▶ TASK GOAL
Would you output the entries below only from the line containing "use jsonwebtoken::errors::ErrorKind;" through the line containing "seconds (24 hours).", exactly as they stand and with both ends included?

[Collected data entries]
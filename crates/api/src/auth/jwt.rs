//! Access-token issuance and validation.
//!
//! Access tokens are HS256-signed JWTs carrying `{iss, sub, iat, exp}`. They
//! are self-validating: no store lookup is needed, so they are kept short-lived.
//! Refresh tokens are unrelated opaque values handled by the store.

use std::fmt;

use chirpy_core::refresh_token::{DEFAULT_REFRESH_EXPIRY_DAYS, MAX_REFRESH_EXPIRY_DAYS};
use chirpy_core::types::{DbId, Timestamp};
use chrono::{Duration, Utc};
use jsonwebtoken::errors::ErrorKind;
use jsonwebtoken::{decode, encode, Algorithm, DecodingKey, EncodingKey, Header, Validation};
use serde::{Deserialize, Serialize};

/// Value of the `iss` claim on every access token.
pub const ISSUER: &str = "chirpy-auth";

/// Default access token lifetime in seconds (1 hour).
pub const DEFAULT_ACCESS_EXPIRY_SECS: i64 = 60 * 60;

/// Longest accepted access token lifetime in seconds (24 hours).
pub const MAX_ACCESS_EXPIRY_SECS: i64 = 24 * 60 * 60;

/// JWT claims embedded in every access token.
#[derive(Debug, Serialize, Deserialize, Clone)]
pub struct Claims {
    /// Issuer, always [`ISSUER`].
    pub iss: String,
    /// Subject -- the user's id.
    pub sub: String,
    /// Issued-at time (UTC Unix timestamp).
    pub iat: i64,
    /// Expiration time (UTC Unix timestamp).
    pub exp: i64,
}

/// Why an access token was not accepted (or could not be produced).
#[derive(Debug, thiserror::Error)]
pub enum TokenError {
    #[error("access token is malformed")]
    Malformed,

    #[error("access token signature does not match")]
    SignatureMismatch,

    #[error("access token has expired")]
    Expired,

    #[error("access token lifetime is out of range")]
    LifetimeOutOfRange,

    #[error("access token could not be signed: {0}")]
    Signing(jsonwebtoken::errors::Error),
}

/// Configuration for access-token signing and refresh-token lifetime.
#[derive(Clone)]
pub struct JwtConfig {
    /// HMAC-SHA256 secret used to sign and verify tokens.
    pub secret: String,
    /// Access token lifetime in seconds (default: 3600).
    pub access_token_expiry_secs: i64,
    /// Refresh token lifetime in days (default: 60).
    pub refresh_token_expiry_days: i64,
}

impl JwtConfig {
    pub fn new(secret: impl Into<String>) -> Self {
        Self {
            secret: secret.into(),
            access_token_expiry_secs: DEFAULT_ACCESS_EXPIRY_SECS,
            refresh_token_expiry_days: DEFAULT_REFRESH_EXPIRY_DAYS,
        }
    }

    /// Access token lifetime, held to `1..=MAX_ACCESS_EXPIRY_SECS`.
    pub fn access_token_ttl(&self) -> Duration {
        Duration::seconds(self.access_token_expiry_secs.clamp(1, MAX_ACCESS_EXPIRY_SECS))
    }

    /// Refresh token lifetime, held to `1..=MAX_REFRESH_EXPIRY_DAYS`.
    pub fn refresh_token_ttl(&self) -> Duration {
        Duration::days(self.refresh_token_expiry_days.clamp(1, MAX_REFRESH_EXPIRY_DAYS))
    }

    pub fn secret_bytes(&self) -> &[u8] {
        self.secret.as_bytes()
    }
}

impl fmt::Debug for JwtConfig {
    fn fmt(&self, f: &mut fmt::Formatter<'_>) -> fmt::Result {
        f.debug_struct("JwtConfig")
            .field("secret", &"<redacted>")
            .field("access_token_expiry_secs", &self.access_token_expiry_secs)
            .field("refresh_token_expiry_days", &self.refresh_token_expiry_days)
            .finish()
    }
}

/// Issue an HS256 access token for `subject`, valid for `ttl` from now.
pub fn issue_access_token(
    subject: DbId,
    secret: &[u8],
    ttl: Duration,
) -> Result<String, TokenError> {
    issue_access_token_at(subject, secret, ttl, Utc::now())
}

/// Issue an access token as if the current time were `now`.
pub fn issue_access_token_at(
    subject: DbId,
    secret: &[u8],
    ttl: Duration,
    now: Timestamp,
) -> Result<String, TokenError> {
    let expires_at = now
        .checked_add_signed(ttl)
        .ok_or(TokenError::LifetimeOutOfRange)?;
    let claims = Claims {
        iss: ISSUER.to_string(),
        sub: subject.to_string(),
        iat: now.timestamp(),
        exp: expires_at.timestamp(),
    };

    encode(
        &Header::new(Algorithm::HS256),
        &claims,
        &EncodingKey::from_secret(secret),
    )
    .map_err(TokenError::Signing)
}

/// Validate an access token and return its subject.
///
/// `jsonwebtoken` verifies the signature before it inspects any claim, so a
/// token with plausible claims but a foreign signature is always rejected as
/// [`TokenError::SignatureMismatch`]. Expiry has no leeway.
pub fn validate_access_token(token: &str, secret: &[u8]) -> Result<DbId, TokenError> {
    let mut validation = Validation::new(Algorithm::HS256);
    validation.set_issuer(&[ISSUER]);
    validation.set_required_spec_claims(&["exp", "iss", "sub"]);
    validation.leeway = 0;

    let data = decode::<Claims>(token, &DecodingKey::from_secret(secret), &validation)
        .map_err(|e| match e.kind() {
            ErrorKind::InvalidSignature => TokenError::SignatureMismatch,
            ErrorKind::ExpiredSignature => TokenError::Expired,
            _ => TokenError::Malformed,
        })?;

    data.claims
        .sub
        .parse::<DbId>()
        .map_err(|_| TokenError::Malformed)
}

▶ SOLUTION TO THIS TASK
use jsonwebtoken::errors::ErrorKind;
use jsonwebtoken::{decode, encode, Algorithm, DecodingKey, EncodingKey, Header, Validation};
use serde::{Deserialize, Serialize};

/// Value of the `iss` claim on every access token.
pub const ISSUER: &str = "chirpy-auth";

/// Default access token lifetime in seconds (1 hour).
pub const DEFAULT_ACCESS_EXPIRY_SECS: i64 = 60 * 60;

/// Longest accepted access token lifetime in seconds (24 hours).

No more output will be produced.